── LISTED ENTRIES

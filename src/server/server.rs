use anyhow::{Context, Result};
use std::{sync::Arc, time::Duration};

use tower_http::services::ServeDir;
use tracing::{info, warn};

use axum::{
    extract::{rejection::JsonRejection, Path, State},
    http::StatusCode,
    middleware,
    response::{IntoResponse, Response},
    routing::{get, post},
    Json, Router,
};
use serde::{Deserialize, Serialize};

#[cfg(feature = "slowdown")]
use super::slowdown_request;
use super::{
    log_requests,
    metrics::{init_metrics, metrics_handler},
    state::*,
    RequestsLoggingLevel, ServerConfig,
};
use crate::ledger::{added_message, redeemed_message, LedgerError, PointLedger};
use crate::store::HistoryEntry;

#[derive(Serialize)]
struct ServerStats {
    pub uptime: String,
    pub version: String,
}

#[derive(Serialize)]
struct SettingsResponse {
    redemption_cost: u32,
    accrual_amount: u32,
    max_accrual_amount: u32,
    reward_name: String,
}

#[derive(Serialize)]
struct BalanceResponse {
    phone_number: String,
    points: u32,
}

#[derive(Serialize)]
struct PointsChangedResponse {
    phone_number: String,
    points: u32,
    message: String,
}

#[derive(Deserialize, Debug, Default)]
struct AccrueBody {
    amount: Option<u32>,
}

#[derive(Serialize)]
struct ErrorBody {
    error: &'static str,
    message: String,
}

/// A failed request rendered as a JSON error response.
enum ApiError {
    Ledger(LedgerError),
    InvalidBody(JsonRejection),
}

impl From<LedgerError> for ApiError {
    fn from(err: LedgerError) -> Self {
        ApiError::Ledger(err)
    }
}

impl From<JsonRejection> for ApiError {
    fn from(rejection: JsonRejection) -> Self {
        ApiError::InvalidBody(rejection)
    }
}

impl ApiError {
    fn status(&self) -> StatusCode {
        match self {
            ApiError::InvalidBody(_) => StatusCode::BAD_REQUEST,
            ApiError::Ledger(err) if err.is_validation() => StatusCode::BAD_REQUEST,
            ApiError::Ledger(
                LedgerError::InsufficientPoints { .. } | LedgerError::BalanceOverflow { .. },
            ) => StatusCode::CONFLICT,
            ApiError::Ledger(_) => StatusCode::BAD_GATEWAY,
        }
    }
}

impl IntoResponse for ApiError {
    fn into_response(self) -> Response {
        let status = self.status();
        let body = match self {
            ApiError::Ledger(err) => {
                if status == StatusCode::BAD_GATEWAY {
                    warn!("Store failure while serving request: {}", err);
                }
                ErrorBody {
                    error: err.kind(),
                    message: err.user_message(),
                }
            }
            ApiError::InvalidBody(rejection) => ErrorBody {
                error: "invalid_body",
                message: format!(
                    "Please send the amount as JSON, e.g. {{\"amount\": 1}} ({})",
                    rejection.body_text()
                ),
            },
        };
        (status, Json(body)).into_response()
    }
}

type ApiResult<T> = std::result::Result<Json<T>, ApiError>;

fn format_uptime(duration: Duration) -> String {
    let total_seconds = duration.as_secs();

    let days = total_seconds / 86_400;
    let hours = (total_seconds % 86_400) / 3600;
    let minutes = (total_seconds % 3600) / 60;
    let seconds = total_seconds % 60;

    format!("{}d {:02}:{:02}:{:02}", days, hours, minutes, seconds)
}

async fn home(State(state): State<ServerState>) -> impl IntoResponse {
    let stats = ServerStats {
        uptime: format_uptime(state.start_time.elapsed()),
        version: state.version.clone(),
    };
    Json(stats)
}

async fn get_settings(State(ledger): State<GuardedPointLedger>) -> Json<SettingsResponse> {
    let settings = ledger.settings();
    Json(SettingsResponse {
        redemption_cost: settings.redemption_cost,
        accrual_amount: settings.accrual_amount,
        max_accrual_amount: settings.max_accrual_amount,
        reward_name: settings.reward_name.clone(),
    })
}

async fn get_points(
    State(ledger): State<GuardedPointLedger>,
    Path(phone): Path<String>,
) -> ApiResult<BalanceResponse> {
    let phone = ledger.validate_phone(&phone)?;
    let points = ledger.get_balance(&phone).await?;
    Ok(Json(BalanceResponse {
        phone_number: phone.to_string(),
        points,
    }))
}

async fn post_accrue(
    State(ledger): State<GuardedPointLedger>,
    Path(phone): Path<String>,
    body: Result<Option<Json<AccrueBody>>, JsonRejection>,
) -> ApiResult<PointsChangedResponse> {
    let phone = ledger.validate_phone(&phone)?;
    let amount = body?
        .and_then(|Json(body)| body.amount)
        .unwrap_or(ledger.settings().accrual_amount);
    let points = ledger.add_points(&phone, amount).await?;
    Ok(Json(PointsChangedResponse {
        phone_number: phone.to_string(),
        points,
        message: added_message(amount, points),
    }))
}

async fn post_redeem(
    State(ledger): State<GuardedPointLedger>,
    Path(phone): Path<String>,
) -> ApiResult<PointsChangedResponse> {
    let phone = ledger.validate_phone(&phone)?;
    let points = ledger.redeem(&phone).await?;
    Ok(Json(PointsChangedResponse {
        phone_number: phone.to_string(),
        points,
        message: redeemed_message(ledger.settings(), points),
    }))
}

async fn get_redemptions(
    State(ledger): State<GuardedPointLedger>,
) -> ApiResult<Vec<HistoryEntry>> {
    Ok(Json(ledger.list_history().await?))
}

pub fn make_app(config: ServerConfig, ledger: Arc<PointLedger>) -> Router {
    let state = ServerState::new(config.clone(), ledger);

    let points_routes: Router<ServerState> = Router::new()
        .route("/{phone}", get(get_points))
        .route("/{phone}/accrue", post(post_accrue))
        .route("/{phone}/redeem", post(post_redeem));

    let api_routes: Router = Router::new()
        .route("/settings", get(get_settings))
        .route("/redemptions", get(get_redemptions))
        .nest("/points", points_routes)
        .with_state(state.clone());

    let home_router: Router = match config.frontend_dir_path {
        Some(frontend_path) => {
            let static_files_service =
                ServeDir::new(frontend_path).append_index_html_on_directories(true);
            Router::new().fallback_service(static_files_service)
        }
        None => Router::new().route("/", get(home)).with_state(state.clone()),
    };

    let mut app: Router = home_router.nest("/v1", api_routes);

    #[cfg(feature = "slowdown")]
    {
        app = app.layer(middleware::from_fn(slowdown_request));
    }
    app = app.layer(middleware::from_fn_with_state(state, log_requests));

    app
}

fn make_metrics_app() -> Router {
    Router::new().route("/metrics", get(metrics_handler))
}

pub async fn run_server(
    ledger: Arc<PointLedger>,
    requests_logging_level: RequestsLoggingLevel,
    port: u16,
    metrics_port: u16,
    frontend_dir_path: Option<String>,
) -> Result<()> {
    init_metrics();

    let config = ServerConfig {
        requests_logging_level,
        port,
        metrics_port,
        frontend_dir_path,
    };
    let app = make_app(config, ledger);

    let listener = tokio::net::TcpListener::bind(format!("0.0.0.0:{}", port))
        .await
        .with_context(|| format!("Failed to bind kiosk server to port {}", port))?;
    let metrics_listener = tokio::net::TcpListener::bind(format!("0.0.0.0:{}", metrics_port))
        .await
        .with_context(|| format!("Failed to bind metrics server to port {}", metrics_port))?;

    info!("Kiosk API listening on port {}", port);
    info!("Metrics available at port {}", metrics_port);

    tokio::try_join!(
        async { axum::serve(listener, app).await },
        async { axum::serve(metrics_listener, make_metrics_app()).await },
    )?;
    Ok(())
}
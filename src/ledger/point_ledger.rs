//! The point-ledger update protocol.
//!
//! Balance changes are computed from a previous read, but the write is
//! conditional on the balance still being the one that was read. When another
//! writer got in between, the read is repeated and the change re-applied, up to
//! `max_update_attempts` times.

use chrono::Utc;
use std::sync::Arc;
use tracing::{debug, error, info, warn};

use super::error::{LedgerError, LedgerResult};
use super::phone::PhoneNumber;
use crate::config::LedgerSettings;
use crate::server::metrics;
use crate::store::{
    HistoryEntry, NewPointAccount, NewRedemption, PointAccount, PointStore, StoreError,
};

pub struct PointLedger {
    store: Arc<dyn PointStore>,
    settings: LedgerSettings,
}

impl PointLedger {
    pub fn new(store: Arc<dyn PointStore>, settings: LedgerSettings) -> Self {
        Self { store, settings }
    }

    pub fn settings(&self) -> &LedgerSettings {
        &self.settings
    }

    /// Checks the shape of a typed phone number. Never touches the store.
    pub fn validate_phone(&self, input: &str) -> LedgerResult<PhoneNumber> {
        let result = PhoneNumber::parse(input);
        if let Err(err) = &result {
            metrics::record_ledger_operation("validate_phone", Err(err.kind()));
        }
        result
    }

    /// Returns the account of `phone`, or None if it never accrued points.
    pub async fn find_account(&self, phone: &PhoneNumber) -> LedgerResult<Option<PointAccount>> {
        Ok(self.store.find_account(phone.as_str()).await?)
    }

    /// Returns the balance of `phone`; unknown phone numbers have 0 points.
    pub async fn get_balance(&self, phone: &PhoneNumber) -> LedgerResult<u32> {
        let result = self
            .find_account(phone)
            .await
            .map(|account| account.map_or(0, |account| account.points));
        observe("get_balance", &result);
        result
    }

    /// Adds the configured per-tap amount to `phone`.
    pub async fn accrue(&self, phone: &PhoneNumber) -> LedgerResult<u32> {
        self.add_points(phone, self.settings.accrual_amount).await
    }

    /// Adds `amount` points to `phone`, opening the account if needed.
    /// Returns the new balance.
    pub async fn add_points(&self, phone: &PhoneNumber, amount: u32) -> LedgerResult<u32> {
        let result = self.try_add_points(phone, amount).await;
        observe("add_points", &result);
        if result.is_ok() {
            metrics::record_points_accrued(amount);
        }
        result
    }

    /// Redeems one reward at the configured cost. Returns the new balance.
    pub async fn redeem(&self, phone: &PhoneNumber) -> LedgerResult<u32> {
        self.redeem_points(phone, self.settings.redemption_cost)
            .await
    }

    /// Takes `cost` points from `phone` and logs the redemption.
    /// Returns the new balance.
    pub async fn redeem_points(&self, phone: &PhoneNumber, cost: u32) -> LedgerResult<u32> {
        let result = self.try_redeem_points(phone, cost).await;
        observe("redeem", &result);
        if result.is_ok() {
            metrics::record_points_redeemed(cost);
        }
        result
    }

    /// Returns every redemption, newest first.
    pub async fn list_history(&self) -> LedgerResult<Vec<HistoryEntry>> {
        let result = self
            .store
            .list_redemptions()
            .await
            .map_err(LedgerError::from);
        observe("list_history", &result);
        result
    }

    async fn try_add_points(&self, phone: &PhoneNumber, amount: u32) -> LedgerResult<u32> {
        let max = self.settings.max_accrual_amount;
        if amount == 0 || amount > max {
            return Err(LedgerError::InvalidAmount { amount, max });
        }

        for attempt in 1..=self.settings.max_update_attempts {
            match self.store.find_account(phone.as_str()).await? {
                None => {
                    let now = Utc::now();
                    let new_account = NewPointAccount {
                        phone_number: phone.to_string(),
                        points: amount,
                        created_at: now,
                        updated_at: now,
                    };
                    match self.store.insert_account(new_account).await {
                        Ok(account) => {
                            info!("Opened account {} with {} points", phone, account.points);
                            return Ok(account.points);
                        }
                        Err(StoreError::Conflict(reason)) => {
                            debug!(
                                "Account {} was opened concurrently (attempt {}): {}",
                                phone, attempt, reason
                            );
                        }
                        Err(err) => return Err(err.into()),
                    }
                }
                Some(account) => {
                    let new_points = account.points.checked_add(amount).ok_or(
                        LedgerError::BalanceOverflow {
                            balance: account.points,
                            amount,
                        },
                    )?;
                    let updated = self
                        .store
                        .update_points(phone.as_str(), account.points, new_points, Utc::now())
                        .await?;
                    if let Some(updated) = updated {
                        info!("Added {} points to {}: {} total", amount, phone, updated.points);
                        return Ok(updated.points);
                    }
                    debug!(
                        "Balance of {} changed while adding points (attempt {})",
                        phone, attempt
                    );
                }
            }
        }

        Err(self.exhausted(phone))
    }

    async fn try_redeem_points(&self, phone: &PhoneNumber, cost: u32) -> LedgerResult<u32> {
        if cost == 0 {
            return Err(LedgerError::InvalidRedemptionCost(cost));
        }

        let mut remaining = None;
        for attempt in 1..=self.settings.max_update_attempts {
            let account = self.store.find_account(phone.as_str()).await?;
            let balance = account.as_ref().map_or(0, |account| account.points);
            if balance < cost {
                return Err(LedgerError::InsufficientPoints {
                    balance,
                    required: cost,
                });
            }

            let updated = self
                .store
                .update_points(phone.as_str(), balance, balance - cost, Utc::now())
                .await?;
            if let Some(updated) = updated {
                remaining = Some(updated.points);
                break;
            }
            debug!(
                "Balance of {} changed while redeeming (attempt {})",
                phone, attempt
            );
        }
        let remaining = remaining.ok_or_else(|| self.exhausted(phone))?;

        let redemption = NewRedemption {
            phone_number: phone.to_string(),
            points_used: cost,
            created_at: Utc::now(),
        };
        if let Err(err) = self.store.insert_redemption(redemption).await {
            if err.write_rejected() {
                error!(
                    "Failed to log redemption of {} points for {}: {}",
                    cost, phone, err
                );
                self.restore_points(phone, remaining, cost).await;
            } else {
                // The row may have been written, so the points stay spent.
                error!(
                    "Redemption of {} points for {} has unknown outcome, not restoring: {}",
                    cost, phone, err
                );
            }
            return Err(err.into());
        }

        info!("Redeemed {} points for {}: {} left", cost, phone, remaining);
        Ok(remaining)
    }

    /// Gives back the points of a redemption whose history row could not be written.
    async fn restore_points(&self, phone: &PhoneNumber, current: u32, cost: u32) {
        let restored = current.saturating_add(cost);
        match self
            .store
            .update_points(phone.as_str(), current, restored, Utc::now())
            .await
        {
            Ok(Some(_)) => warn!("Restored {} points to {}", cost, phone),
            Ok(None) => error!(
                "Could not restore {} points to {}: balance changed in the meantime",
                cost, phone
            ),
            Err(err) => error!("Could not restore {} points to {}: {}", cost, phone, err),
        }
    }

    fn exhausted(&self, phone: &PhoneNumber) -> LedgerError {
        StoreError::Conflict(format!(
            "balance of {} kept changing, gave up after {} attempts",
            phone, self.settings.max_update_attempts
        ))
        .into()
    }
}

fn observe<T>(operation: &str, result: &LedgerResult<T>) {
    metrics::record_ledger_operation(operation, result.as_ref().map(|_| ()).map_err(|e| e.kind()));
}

────

Take the listing above from its first line through the line containing "use crate::store::HistoryEntry;", and transcribe that stretch exactly, with no other lines.

ANSWER SECTION →
filename src/server/server.rs
use anyhow::{Context, Result};
use std::{sync::Arc, time::Duration};

use tower_http::services::ServeDir;
use tracing::{info, warn};

use axum::{
    extract::{rejection::JsonRejection, Path, State},
    http::StatusCode,
    middleware,
    response::{IntoResponse, Response},
    routing::{get, post},
    Json, Router,
};
use serde::{Deserialize, Serialize};

#[cfg(feature = "slowdown")]
use super::slowdown_request;
use super::{
    log_requests,
    metrics::{init_metrics, metrics_handler},
    state::*,
    RequestsLoggingLevel, ServerConfig,
};
use crate::ledger::{added_message, redeemed_message, LedgerError, PointLedger};
use crate::store::HistoryEntry;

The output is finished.